= Allen B. Morgan Jr. =

American businessman

Allen Benners Morgan Jr. is an American businessman who was among the founders and served as chairman and CEO of regional brokerage firm Morgan Keegan & Company, based in Memphis, Tennessee. The firm is now owned by Raymond James Financial.

==Early life==
Morgan was born in Memphis, the son of Allen Benners Morgan and Elise Wetter Morgan. His father was the chairman and CEO of First Tennessee Bank, then known as First National Bank. (Elise Wetter Morgan died on October 23, 2011, and a private family burial was held at Elmwood Cemetery for her. Her husband pre-deceased her in 1998.) He had a sister, Elise Stratton Morgan, and brother, Henry Wetter Morgan. He attended high school at Memphis University School, and graduated in 1960.

He graduated from the University of North Carolina at Chapel Hill.

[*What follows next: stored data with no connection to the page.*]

//! insar-coherence: coherence and baseline matrices for volcano InSAR monitoring
//!
//! Turns sparse pairwise interferogram tables (date pair -> coherence) into
//! dense, chronologically ordered matrices for heatmap panels, and joins
//! processed pairs against perpendicular baselines to build the baseline
//! network graph. Everything here is a pure transform over loaded tables.

pub mod config;
pub mod core;
pub mod io;
pub mod types;

#[cfg(feature = "python")]
mod python;

// Re-export main types and functions for easier access
pub use config::WorkbenchConfig;
pub use types::{
    BaselineRecord, CoherenceError, CoherenceResult, DateGrid, DateLabelMatrix, GraphEdge,
    GraphPoint, Loaded, Observation, PivotMatrix,
};

pub use crate::core::{build_site_views, load_site_view, CoherenceView};
pub use io::{BaselineReader, ObservationReader, SiteSources};
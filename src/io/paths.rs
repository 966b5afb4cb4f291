use crate::types::{CoherenceError, CoherenceResult};
use serde::{Deserialize, Serialize};
use std::path::{Path, PathBuf};

/// Target id the upstream API layer emits when it could not list sites
pub const API_ERROR_TARGET: &str = "API Response Error";

pub const COHERENCE_FILE: &str = "CoherenceMatrix.csv";
pub const INSAR_PAIR_FILE: &str = "InSAR_Pair_All.csv";
pub const BASELINE_FILE: &str = "bperp_all";

/// A monitored site and the radar beam mode it is imaged with
#[derive(Debug, Clone, PartialEq, Eq, Hash, Serialize, Deserialize)]
pub struct SiteBeam {
    pub site: String,
    pub beam: String,
}

impl SiteBeam {
    /// Parse `"<site>_<beam>"`, splitting on the last underscore
    pub fn parse(target_id: &str) -> CoherenceResult<Self> {
        match target_id.rsplit_once('_') {
            Some((site, beam)) if !site.is_empty() && !beam.is_empty() => Ok(Self {
                site: site.to_string(),
                beam: beam.to_string(),
            }),
            _ => Err(CoherenceError::InvalidTarget(target_id.to_string())),
        }
    }

    pub fn directory(&self, data_dir: &Path) -> PathBuf {
        data_dir.join(&self.site).join(&self.beam)
    }
}

impl std::fmt::Display for SiteBeam {
    fn fmt(&self, f: &mut std::fmt::Formatter<'_>) -> std::fmt::Result {
        write!(f, "{}_{}", self.site, self.beam)
    }
}

/// Source tables for one site/beam; `None` means no table should be read
#[derive(Debug, Clone, Default, PartialEq, Eq)]
pub struct SiteSources {
    pub coherence: Option<PathBuf>,
    pub insar_pairs: Option<PathBuf>,
    pub baseline: Option<PathBuf>,
}

impl SiteSources {
    /// Resolve the source tables for a target id under `data_dir`
    pub fn resolve(data_dir: &Path, target_id: &str) -> CoherenceResult<Self> {
        if target_id == API_ERROR_TARGET {
            log::warn!("Target list unavailable, no sources resolved");
            return Ok(Self::default());
        }

        let site_beam = SiteBeam::parse(target_id)?;
        let dir = site_beam.directory(data_dir);
        log::debug!("Resolved {} to {}", site_beam, dir.display());

        Ok(Self {
            coherence: Some(dir.join(COHERENCE_FILE)),
            insar_pairs: Some(dir.join(INSAR_PAIR_FILE)),
            baseline: Some(dir.join(BASELINE_FILE)),
        })
    }
}
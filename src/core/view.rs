use super::axes::AxisExtents;
use super::baseline_graph::{build_baseline_graph, BaselineGraph};
use super::date_matrix::build_date_labels;
use super::grouping::{Grouping, TemporalGrouper};
use super::pivot::PivotBuilder;
use super::trim::{SparseTrimmer, TrimPolicy};
use crate::config::WorkbenchConfig;
use crate::io::{BaselineReader, ObservationReader, SiteSources};
use crate::types::{
    BaselineRecord, CoherenceResult, DateLabelMatrix, Loaded, Observation, PivotMatrix,
};
use serde::{Deserialize, Serialize};

/// A trimmed matrix and its aligned origin-date labels
#[derive(Debug, Clone, PartialEq, Serialize, Deserialize)]
pub struct LabelledMatrix {
    pub values: PivotMatrix,
    pub labels: DateLabelMatrix,
}

impl LabelledMatrix {
    /// Pivot, trim and label one observation table
    pub fn build(
        observations: &[Observation],
        pivot: &PivotBuilder,
        trim: TrimPolicy,
    ) -> CoherenceResult<Self> {
        let values = SparseTrimmer::new(trim).trim(&pivot.pivot(observations)?);
        let labels = build_date_labels(observations, &values);
        Ok(Self { values, labels })
    }

    pub fn empty() -> Self {
        Self {
            values: PivotMatrix::empty(),
            labels: DateLabelMatrix::empty(),
        }
    }
}

/// Everything the rendering layer needs for one site/beam
#[derive(Debug, Clone, PartialEq, Serialize, Deserialize)]
pub struct CoherenceView {
    /// Scene-average coherence of processed pairs
    pub coherence: LabelledMatrix,
    /// Potential InSAR pairs, drawn underneath the coherence matrix
    pub insar_pairs: LabelledMatrix,
    /// Panels of the coherence temporal-baseline axis
    pub grouping: Grouping,
    pub axes: Vec<AxisExtents>,
    pub baseline_graph: BaselineGraph,
}

impl CoherenceView {
    /// Build a view from loaded tables.
    ///
    /// Without a coherence table there is nothing to draw and the result is
    /// `Absent`; a missing pair or baseline table only empties its own part.
    pub fn build(
        coherence: Loaded<&[Observation]>,
        insar_pairs: Loaded<&[Observation]>,
        baseline: Loaded<&[BaselineRecord]>,
        config: &WorkbenchConfig,
    ) -> CoherenceResult<Loaded<Self>> {
        let Loaded::Present(coherence) = coherence else {
            log::info!("No coherence data, nothing to build");
            return Ok(Loaded::Absent);
        };

        let pivot = PivotBuilder::with_policy(config.duplicate_policy);

        let coherence_matrix = LabelledMatrix::build(coherence, &pivot, TrimPolicy::AnchorZero)?;
        let pair_matrix = match insar_pairs {
            Loaded::Present(pairs) => LabelledMatrix::build(pairs, &pivot, TrimPolicy::ValidSpan)?,
            Loaded::Absent => LabelledMatrix::empty(),
        };

        let grouping =
            TemporalGrouper::new(config.group_gap_days).group(&coherence_matrix.values.delta_days);
        let axes = config.axes.extents(&coherence_matrix.values.second_dates);

        let baseline_graph = match baseline {
            Loaded::Present(records) => build_baseline_graph(coherence, records),
            Loaded::Absent => BaselineGraph::default(),
        };

        Ok(Loaded::Present(Self {
            coherence: coherence_matrix,
            insar_pairs: pair_matrix,
            grouping,
            axes,
            baseline_graph,
        }))
    }
}

/// Resolve, load and build the view for a `"<site>_<beam>"` target
pub fn load_site_view(
    target_id: &str,
    config: &WorkbenchConfig,
) -> CoherenceResult<Loaded<CoherenceView>> {
    log::info!("Building coherence view for {}", target_id);
    let sources = SiteSources::resolve(&config.data_dir, target_id)?;

    let coherence = ObservationReader::load(sources.coherence.as_deref())?;
    let insar_pairs = ObservationReader::load(sources.insar_pairs.as_deref())?;
    let baseline = BaselineReader::load(sources.baseline.as_deref())?;

    CoherenceView::build(
        coherence.as_loaded_ref().map(Vec::as_slice),
        insar_pairs.as_loaded_ref().map(Vec::as_slice),
        baseline.as_loaded_ref().map(Vec::as_slice),
        config,
    )
}

/// Build views for several targets; each build is independent of the others
pub fn build_site_views(
    target_ids: &[String],
    config: &WorkbenchConfig,
) -> Vec<(String, CoherenceResult<Loaded<CoherenceView>>)> {
    #[cfg(feature = "parallel")]
    {
        use rayon::prelude::*;
        target_ids
            .par_iter()
            .map(|id| (id.clone(), load_site_view(id, config)))
            .collect()
    }
    #[cfg(not(feature = "parallel"))]
    {
        target_ids
            .iter()
            .map(|id| (id.clone(), load_site_view(id, config)))
            .collect()
    }
}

Morgan could not work at First National, which had a nepotism rule, so in 1965 he began his career in the brokerage business, in the Memphis office of Courts & Co., an Atlanta-based brokerage.

==Morgan Keegan==
Two years later, at age 27, he left Courts. With some advice from his father, he started a brokerage firm with friend James Keegan. Keegan was an over-the-counter trader at Equitable Securities in Nashville. The pair recruited Robert Gooch, who was with Kohlmeyer & Co., and accountant Joseph C. Weller. The firm, Morgan Keegan, was started in 1969 with five employees and $500,000 in capital.

The firm grew, and as it did, Morgan gained respect within the financial services industry. In 2002, Morgan was selected as the chairman of the board of the Securities Industry Association.

The firm's day-to-day operations was run by Morgan, as chairman and CEO, from 1969 until 2003. In 2003, he named Doug Edwards as the CEO and retained the chairman's title until his retirement on December 31, 2007.

During the merger frenzy within regional brokerages of the late 1990s and early 2000s, the firm was sold to Birmingham-based Regions Financial. Due to his concentration in Morgan Keegan stock at that time of the merger, Morgan remains the largest non-institutional shareholder of Regions, according to Bloomberg. As such, Morgan became vice chairman of Regions, although he retired from the board at the end of 2007, and remained the brokerage unit's chairman emeritus until it was sold to Raymond James Financial in 2012.

==Controversy==
In December 2010, Morgan was charged by the Securities and Exchange Commission (SEC) along with eight other directors of mutual funds. The so-called Kelsoe funds, which were bond funds that bought assets backed by subprime mortgages, collapsed in 2007 during the subprime mortgage crisis. The SEC accused that the "directors made little effort to learn how the values were being determined". The firm settled its charges in 2011, but the fund directors would hold out until 2013.

==Personal life==
Morgan is married to Musette and has three adult children: Kendall Morgan Rhodes, Musette Morgan, and Worth Morgan.

Morgan's civic and cultural involvements have included the State of Tennessee Building Finance Committee, Methodist Hospitals, the Community Foundation of Greater Memphis, Allen Morgan Health Center, Opera Memphis, and Dixon Gallery and Gardens.